»»
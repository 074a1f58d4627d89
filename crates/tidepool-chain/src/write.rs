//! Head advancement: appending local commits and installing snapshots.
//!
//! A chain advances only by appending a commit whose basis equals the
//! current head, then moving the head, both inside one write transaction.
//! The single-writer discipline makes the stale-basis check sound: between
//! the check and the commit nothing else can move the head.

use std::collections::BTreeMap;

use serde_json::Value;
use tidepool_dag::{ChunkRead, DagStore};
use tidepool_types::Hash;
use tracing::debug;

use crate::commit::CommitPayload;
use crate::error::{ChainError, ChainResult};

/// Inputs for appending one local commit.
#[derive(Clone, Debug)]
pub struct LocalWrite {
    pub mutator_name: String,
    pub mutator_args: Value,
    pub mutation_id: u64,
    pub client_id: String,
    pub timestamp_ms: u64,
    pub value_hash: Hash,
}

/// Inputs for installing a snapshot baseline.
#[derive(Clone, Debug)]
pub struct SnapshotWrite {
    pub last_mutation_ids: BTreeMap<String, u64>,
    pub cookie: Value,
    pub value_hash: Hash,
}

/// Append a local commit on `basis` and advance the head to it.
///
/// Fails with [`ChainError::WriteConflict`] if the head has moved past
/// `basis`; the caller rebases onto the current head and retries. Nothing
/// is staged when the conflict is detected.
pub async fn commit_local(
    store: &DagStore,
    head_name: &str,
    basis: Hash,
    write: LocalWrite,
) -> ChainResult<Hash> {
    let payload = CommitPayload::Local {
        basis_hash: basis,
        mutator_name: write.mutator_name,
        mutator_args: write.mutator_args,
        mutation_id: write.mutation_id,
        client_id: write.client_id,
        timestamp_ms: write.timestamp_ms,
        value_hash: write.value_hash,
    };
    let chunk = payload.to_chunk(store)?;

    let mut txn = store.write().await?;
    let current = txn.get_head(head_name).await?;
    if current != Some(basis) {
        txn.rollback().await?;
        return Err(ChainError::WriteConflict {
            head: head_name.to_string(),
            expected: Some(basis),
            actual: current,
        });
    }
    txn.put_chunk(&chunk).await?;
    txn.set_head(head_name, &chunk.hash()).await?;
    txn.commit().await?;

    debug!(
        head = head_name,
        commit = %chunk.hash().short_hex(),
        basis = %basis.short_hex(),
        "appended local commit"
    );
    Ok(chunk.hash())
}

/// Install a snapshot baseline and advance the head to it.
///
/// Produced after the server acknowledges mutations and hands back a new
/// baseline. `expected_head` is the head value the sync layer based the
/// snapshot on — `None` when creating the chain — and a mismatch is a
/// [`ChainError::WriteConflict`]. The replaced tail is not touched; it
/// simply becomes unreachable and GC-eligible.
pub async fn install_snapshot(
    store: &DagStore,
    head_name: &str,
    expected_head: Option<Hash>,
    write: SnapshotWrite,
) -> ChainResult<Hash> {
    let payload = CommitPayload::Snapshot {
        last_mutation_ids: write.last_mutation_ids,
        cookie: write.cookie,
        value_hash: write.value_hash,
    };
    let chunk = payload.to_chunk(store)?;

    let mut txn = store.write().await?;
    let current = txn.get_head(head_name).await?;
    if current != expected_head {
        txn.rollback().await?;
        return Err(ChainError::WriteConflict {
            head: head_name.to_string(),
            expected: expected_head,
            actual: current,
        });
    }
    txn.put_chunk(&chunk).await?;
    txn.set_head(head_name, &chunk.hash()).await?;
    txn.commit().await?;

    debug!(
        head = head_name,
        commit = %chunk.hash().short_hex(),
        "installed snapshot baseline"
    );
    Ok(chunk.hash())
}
««
Copy the listing above. Match every line exactly.

#### Response to the task
repository 074a1f58d4627d89
filename crates/tidepool-chain/src/write.rs
//! Head advancement: appending local commits and installing snapshots.
//!
//! A chain advances only by appending a commit whose basis equals the
//! current head, then moving the head, both inside one write transaction.
//! The single-writer discipline makes the stale-basis check sound: between
//! the check and the commit nothing else can move the head.

use std::collections::BTreeMap;

use serde_json::Value;
use tidepool_dag::{ChunkRead, DagStore};
use tidepool_types::Hash;
use tracing::debug;

use crate::commit::CommitPayload;
use crate::error::{ChainError, ChainResult};

/// Inputs for appending one local commit.
#[derive(Clone, Debug)]
pub struct LocalWrite {
    pub mutator_name: String,
    pub mutator_args: Value,
    pub mutation_id: u64,
    pub client_id: String,
    pub timestamp_ms: u64,
    pub value_hash: Hash,
}

/// Inputs for installing a snapshot baseline.
#[derive(Clone, Debug)]
pub struct SnapshotWrite {
    pub last_mutation_ids: BTreeMap<String, u64>,
    pub cookie: Value,
    pub value_hash: Hash,
}

/// Append a local commit on `basis` and advance the head to it.
///
/// Fails with [`ChainError::WriteConflict`] if the head has moved past
/// `basis`; the caller rebases onto the current head and retries. Nothing
/// is staged when the conflict is detected.
pub async fn commit_local(
    store: &DagStore,
    head_name: &str,
    basis: Hash,
    write: LocalWrite,
) -> ChainResult<Hash> {
    let payload = CommitPayload::Local {
        basis_hash: basis,
        mutator_name: write.mutator_name,
        mutator_args: write.mutator_args,
        mutation_id: write.mutation_id,
        client_id: write.client_id,
        timestamp_ms: write.timestamp_ms,
        value_hash: write.value_hash,
    };
    let chunk = payload.to_chunk(store)?;

    let mut txn = store.write().await?;
    let current = txn.get_head(head_name).await?;
    if current != Some(basis) {
        txn.rollback().await?;
        return Err(ChainError::WriteConflict {
            head: head_name.to_string(),
            expected: Some(basis),
            actual: current,
        });
    }
    txn.put_chunk(&chunk).await?;
    txn.set_head(head_name, &chunk.hash()).await?;
    txn.commit().await?;

    debug!(
        head = head_name,
        commit = %chunk.hash().short_hex(),
        basis = %basis.short_hex(),
        "appended local commit"
    );
    Ok(chunk.hash())
}

/// Install a snapshot baseline and advance the head to it.
///
/// Produced after the server acknowledges mutations and hands back a new
/// baseline. `expected_head` is the head value the sync layer based the
/// snapshot on — `None` when creating the chain — and a mismatch is a
/// [`ChainError::WriteConflict`]. The replaced tail is not touched; it
/// simply becomes unreachable and GC-eligible.
pub async fn install_snapshot(
    store: &DagStore,
    head_name: &str,
    expected_head: Option<Hash>,
    write: SnapshotWrite,
) -> ChainResult<Hash> {
    let payload = CommitPayload::Snapshot {
        last_mutation_ids: write.last_mutation_ids,
        cookie: write.cookie,
        value_hash: write.value_hash,
    };
    let chunk = payload.to_chunk(store)?;

    let mut txn = store.write().await?;
    let current = txn.get_head(head_name).await?;
    if current != expected_head {
        txn.rollback().await?;
        return Err(ChainError::WriteConflict {
            head: head_name.to_string(),
            expected: expected_head,
            actual: current,
        });
    }
    txn.put_chunk(&chunk).await?;
    txn.set_head(head_name, &chunk.hash()).await?;
    txn.commit().await?;

    debug!(
        head = head_name,
        commit = %chunk.hash().short_hex(),
        "installed snapshot baseline"
    );
    Ok(chunk.hash())
}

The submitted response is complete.